A graph neural network (GNN)-based learned cost model for tensor program optimization. We capture global semantics and dependencies by embedding the abstract syntax tree (AST) of TVM's TensorIR programs into a GNN to predict precise execution costs. Currently, this model is specific to NVIDIA V100s and is trained using TLM's version of the TenSet dataset.
This is a staging repository we used to run experiments, we've integrated our model into TVM in this fork.

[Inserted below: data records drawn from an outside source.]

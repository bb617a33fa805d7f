//! Vector math over item embeddings.
//!
//! Nothing here panics on malformed vectors. Mismatched, empty or
//! degenerate input scores as unrelated (0.0).

/// Cosine of the angle between `a` and `b`, clamped to [-1, 1].
///
/// Zero when lengths differ, either side is empty, or either norm is zero or
/// not finite.
pub fn cosine_similarity(a: &[f32], b: &[f32]) -> f32 {
    if a.is_empty() || a.len() != b.len() {
        return 0.0;
    }

    let (dot, sq_a, sq_b) = a
        .iter()
        .zip(b)
        .fold((0.0f32, 0.0f32, 0.0f32), |(dot, sa, sb), (x, y)| {
            (dot + x * y, sa + x * x, sb + y * y)
        });
    let denom = sq_a.sqrt() * sq_b.sqrt();
    if denom == 0.0 || !denom.is_finite() {
        return 0.0;
    }

    (dot / denom).clamp(-1.0, 1.0)
}

/// Scale `v` to unit length. Zero vectors are left alone.
pub fn normalize(v: &mut [f32]) {
    let magnitude = v.iter().map(|x| x * x).sum::<f32>().sqrt();
    if magnitude > 0.0 {
        v.iter_mut().for_each(|x| *x /= magnitude);
    }
}

/// Symmetric `1 - cosine` matrix with a zero diagonal.
pub fn pairwise_distances(vectors: &[Vec<f32>]) -> Vec<Vec<f64>> {
    let n = vectors.len();
    let mut matrix = vec![vec![0.0f64; n]; n];
    for (i, a) in vectors.iter().enumerate() {
        for (j, b) in vectors.iter().enumerate().skip(i + 1) {
            let d = 1.0 - f64::from(cosine_similarity(a, b));
            matrix[i][j] = d;
            matrix[j][i] = d;
        }
    }
    matrix
}

pub(crate) fn round_to(value: f64, places: i32) -> f64 {
    let factor = 10f64.powi(places);
    (value * factor).round() / factor
}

Scripts to generate embeddings for each node in the TIR AST. The extract.py
script decomposes high-level Relay networks into workloads (in TE) and lowers them to TIR. Using pre-order and post-order hooks, it builds a graph representation, from which uniform random walks are sampled to create the sentences for our corpus. word2vec.py
and fasttext.py
are used to fit the corresponding gensim
models (and visualize the embeddings).
Converting the original TLM dataset's <MeasureInput, MeasureOutput>
samples to PyTorch Geometric objects. lower_meas_recs.py
reads JSONs with measure records from TLM, lowers the TE workloads to TensorIR sketches, and builds/saves graphs for the same. make_pt.py
takes the graphs and converts them into PyTorch Geometric objects, complete with embeddings from FastText. split.py
is for splitting the workloads into train/test/val sets.
fix_data.py
does Z-Score normalization and data_analysis.py
was used to create visuals for the report.
gcn.py
is the training script for our primary model (3-layer GCN with TopK pooling). exps/
contains a bunch of other models/configurations we tried.
Contains direct evaluation scripts on the test dataset. train_xgboost.py
extracts features from workloads included in the training dataset and uses them to train an XGBoost model. eval_xgb.py
and eval_gcn.py
run the corresponding models through the test set.
Contains the RPC server launcher for multi-gpu measurement during autoscheduling, and the slurm batch script to preprocess the dataset.